● What this task involves
Each record below is to be reproduced without any change.

**** Data supplied ****

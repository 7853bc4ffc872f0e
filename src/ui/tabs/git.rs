//! Changes tab rendering - git change list and the progressive diff view.

use ratatui::{
    Frame,
    layout::Rect,
    style::{Modifier, Style},
    text::{Line, Span},
    widgets::{Block, Borders, List, ListItem, ListState, Paragraph},
};

use super::explorer::render_preview_pane;
use crate::App;
use crate::git_diff_loader::{DiffBody, DiffContext};
use crate::ui::{PALETTE, display_width, pad_to_width, render_centered, render_scrollbar};

/// Render the Changes tab: change list on the left; diff (or file preview for
/// untracked entries) on the right.
pub fn render_changes_tab(app: &App, f: &mut Frame, list_area: Rect, preview_area: Rect) {
    render_change_list(app, f, list_area);
    match app.git.selected_change() {
        Some(change) if change.untracked => render_preview_pane(app, f, preview_area, true),
        _ => render_diff_view(app, f, preview_area),
    }
}

fn render_change_list(app: &App, f: &mut Frame, area: Rect) {
    let block = Block::default()
        .borders(Borders::ALL)
        .border_set(ratatui::symbols::border::PLAIN)
        .border_style(Style::default().fg(PALETTE.accent_primary))
        .title(format!(" Changes ({}) ", app.git.changes.len()));

    if app.git.repo_root().is_none() {
        f.render_widget(block, area);
        render_centered(f, area, "Not a git repository");
        return;
    }
    if app.git.changes.is_empty() {
        f.render_widget(block, area);
        render_centered(f, area, "Working tree clean");
        return;
    }

    let items: Vec<ListItem> = app
        .git
        .changes
        .iter()
        .map(|change| {
            let (side, color) = if change.untracked {
                ("?", PALETTE.size_color)
            } else if change.staged {
                ("S", PALETTE.diff_add_fg)
            } else {
                ("W", PALETTE.accent_secondary)
            };
            let marked = app
                .git
                .repo_root()
                .is_some_and(|root| app.context.contains(&root.join(&change.path)));
            let marker = if marked { "● " } else { "  " };
            let label = match &change.renamed_from {
                Some(from) => format!("{} → {}", from, change.path),
                None => change.path.clone(),
            };
            ListItem::new(Line::from(vec![
                Span::styled(marker, Style::default().fg(PALETTE.accent_secondary)),
                Span::styled(
                    format!("{}{} ", side, change.status),
                    Style::default().fg(color).add_modifier(Modifier::BOLD),
                ),
                Span::styled(label, Style::default().fg(PALETTE.fg)),
            ]))
        })
        .collect();

    let list = List::new(items)
        .block(block)
        .highlight_style(
            Style::default()
                .bg(PALETTE.selection_bg)
                .add_modifier(Modifier::BOLD),
        )
        .highlight_symbol("▎");
    let mut state = ListState::default().with_selected(Some(app.git.selected));
    f.render_stateful_widget(list, area, &mut state);
}

fn render_diff_view(app: &App, f: &mut Frame, area: Rect) {
    let diff = &app.diff;
    let class = match diff.shown {
        Some(DiffContext::Quick) => " (quick)",
        Some(DiffContext::Full) => "",
        None => "",
    };
    let side = if diff.staged { "staged" } else { "unstaged" };
    let title = if diff.rel_path.is_empty() {
        " Diff ".to_string()
    } else {
        format!(" {} [{}]{} ", diff.rel_path, side, class)
    };
    let block = Block::default()
        .borders(Borders::ALL)
        .border_set(ratatui::symbols::border::PLAIN)
        .border_style(Style::default().fg(PALETTE.border_inactive))
        .title(title);

    let lines = match &diff.body {
        DiffBody::Empty => {
            f.render_widget(block, area);
            return;
        }
        DiffBody::Loading => {
            f.render_widget(block, area);
            render_centered(f, area, "Loading...");
            return;
        }
        DiffBody::Message(msg) => {
            f.render_widget(block, area);
            render_centered(f, area, msg);
            return;
        }
        DiffBody::Lines(lines) if lines.is_empty() => {
            f.render_widget(block, area);
            render_centered(f, area, "No changes");
            return;
        }
        DiffBody::Lines(lines) => render_unified_diff(lines, area.width.saturating_sub(2) as usize),
    };

    let total = lines.len();
    let visible = area.height.saturating_sub(2) as usize;
    let scroll = (diff.scroll as usize).min(total.saturating_sub(visible));
    f.render_widget(
        Paragraph::new(lines).block(block).scroll((scroll as u16, 0)),
        area,
    );
    render_scrollbar(f, area, total, scroll);
}

/// Color unified diff lines; git's header noise is kept so line offsets match
/// the scroll position the app tracks.
fn render_unified_diff(diff_lines: &[String], content_w: usize) -> Vec<Line<'static>> {
    diff_lines
        .iter()
        .map(|t| {
            let t = t.as_str();
            if t.starts_with("@@") {
                return Line::from(Span::styled(
                    pad_to_width(t.to_string(), content_w),
                    Style::default()
                        .fg(PALETTE.fg)
                        .bg(PALETTE.diff_hunk_bg)
                        .add_modifier(Modifier::BOLD),
                ));
            }
            if t.starts_with("diff --git")
                || t.starts_with("index ")
                || t.starts_with("--- ")
                || t.starts_with("+++ ")
            {
                return Line::from(Span::styled(
                    t.to_string(),
                    Style::default().fg(PALETTE.border_inactive),
                ));
            }

            let (fg, bg) = match t.chars().next() {
                Some('+') => (PALETTE.diff_add_fg, Some(PALETTE.diff_add_bg)),
                Some('-') => (PALETTE.diff_del_fg, Some(PALETTE.diff_del_bg)),
                _ => (PALETTE.fg, None),
            };
            let style = Style::default().fg(fg);
            match bg {
                Some(bg) if display_width(t) < content_w => Line::from(Span::styled(
                    pad_to_width(t.to_string(), content_w),
                    style.bg(bg),
                )),
                Some(bg) => Line::from(Span::styled(t.to_string(), style.bg(bg))),
                None => Line::from(Span::styled(t.to_string(), style)),
            }
        })
        .collect()
}

#[cfg(test)]
mod tests {
    use super::*;

    #[test]
    fn test_diff_lines_keep_one_to_one_mapping() {
        let raw: Vec<String> = [
            "diff --git a/x b/x",
            "index 1..2 100644",
            "--- a/x",
            "+++ b/x",
            "@@ -1,2 +1,2 @@",
            " same",
            "-old",
            "+new",
        ]
        .iter()
        .map(|s| s.to_string())
        .collect();
        let lines = render_unified_diff(&raw, 20);
        assert_eq!(lines.len(), raw.len());
        assert_eq!(lines[7].spans[0].style.fg, Some(PALETTE.diff_add_fg));
        assert_eq!(lines[7].spans[0].content.len(), 20);
        assert_eq!(lines[4].spans[0].style.bg, Some(PALETTE.diff_hunk_bg));
    }
}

****

● Result for this task
repository 7853bc4ffc872f0e
filename src/ui/tabs/git.rs
//! Changes tab rendering - git change list and the progressive diff view.

use ratatui::{
    Frame,
    layout::Rect,
    style::{Modifier, Style},
    text::{Line, Span},
    widgets::{Block, Borders, List, ListItem, ListState, Paragraph},
};

use super::explorer::render_preview_pane;
use crate::App;
use crate::git_diff_loader::{DiffBody, DiffContext};
use crate::ui::{PALETTE, display_width, pad_to_width, render_centered, render_scrollbar};

/// Render the Changes tab: change list on the left; diff (or file preview for
/// untracked entries) on the right.
pub fn render_changes_tab(app: &App, f: &mut Frame, list_area: Rect, preview_area: Rect) {
    render_change_list(app, f, list_area);
    match app.git.selected_change() {
        Some(change) if change.untracked => render_preview_pane(app, f, preview_area, true),
        _ => render_diff_view(app, f, preview_area),
    }
}

fn render_change_list(app: &App, f: &mut Frame, area: Rect) {
    let block = Block::default()
        .borders(Borders::ALL)
        .border_set(ratatui::symbols::border::PLAIN)
        .border_style(Style::default().fg(PALETTE.accent_primary))
        .title(format!(" Changes ({}) ", app.git.changes.len()));

    if app.git.repo_root().is_none() {
        f.render_widget(block, area);
        render_centered(f, area, "Not a git repository");
        return;
    }
    if app.git.changes.is_empty() {
        f.render_widget(block, area);
        render_centered(f, area, "Working tree clean");
        return;
    }

    let items: Vec<ListItem> = app
        .git
        .changes
        .iter()
        .map(|change| {
            let (side, color) = if change.untracked {
                ("?", PALETTE.size_color)
            } else if change.staged {
                ("S", PALETTE.diff_add_fg)
            } else {
                ("W", PALETTE.accent_secondary)
            };
            let marked = app
                .git
                .repo_root()
                .is_some_and(|root| app.context.contains(&root.join(&change.path)));
            let marker = if marked { "● " } else { "  " };
            let label = match &change.renamed_from {
                Some(from) => format!("{} → {}", from, change.path),
                None => change.path.clone(),
            };
            ListItem::new(Line::from(vec![
                Span::styled(marker, Style::default().fg(PALETTE.accent_secondary)),
                Span::styled(
                    format!("{}{} ", side, change.status),
                    Style::default().fg(color).add_modifier(Modifier::BOLD),
                ),
                Span::styled(label, Style::default().fg(PALETTE.fg)),
            ]))
        })
        .collect();

    let list = List::new(items)
        .block(block)
        .highlight_style(
            Style::default()
                .bg(PALETTE.selection_bg)
                .add_modifier(Modifier::BOLD),
        )
        .highlight_symbol("▎");
    let mut state = ListState::default().with_selected(Some(app.git.selected));
    f.render_stateful_widget(list, area, &mut state);
}

fn render_diff_view(app: &App, f: &mut Frame, area: Rect) {
    let diff = &app.diff;
    let class = match diff.shown {
        Some(DiffContext::Quick) => " (quick)",
        Some(DiffContext::Full) => "",
        None => "",
    };
    let side = if diff.staged { "staged" } else { "unstaged" };
    let title = if diff.rel_path.is_empty() {
        " Diff ".to_string()
    } else {
        format!(" {} [{}]{} ", diff.rel_path, side, class)
    };
    let block = Block::default()
        .borders(Borders::ALL)
        .border_set(ratatui::symbols::border::PLAIN)
        .border_style(Style::default().fg(PALETTE.border_inactive))
        .title(title);

    let lines = match &diff.body {
        DiffBody::Empty => {
            f.render_widget(block, area);
            return;
        }
        DiffBody::Loading => {
            f.render_widget(block, area);
            render_centered(f, area, "Loading...");
            return;
        }
        DiffBody::Message(msg) => {
            f.render_widget(block, area);
            render_centered(f, area, msg);
            return;
        }
        DiffBody::Lines(lines) if lines.is_empty() => {
            f.render_widget(block, area);
            render_centered(f, area, "No changes");
            return;
        }
        DiffBody::Lines(lines) => render_unified_diff(lines, area.width.saturating_sub(2) as usize),
    };

    let total = lines.len();
    let visible = area.height.saturating_sub(2) as usize;
    let scroll = (diff.scroll as usize).min(total.saturating_sub(visible));
    f.render_widget(
        Paragraph::new(lines).block(block).scroll((scroll as u16, 0)),
        area,
    );
    render_scrollbar(f, area, total, scroll);
}

/// Color unified diff lines; git's header noise is kept so line offsets match
/// the scroll position the app tracks.
fn render_unified_diff(diff_lines: &[String], content_w: usize) -> Vec<Line<'static>> {
    diff_lines
        .iter()
        .map(|t| {
            let t = t.as_str();
            if t.starts_with("@@") {
                return Line::from(Span::styled(
                    pad_to_width(t.to_string(), content_w),
                    Style::default()
                        .fg(PALETTE.fg)
                        .bg(PALETTE.diff_hunk_bg)
                        .add_modifier(Modifier::BOLD),
                ));
            }
            if t.starts_with("diff --git")
                || t.starts_with("index ")
                || t.starts_with("--- ")
                || t.starts_with("+++ ")
            {
                return Line::from(Span::styled(
                    t.to_string(),
                    Style::default().fg(PALETTE.border_inactive),
                ));
            }

            let (fg, bg) = match t.chars().next() {
                Some('+') => (PALETTE.diff_add_fg, Some(PALETTE.diff_add_bg)),
                Some('-') => (PALETTE.diff_del_fg, Some(PALETTE.diff_del_bg)),
                _ => (PALETTE.fg, None),
            };
            let style = Style::default().fg(fg);
            match bg {
                Some(bg) if display_width(t) < content_w => Line::from(Span::styled(
                    pad_to_width(t.to_string(), content_w),
                    style.bg(bg),
                )),
                Some(bg) => Line::from(Span::styled(t.to_string(), style.bg(bg))),
                None => Line::from(Span::styled(t.to_string(), style)),
            }
        })
        .collect()
}

#[cfg(test)]
mod tests {
    use super::*;

    #[test]
    fn test_diff_lines_keep_one_to_one_mapping() {
        let raw: Vec<String> = [
            "diff --git a/x b/x",
            "index 1..2 100644",
            "--- a/x",
            "+++ b/x",
            "@@ -1,2 +1,2 @@",
            " same",
            "-old",
            "+new",
        ]
        .iter()
        .map(|s| s.to_string())
        .collect();
        let lines = render_unified_diff(&raw, 20);
        assert_eq!(lines.len(), raw.len());
        assert_eq!(lines[7].spans[0].style.fg, Some(PALETTE.diff_add_fg));
        assert_eq!(lines[7].spans[0].content.len(), 20);
        assert_eq!(lines[4].spans[0].style.bg, Some(PALETTE.diff_hunk_bg));
    }
}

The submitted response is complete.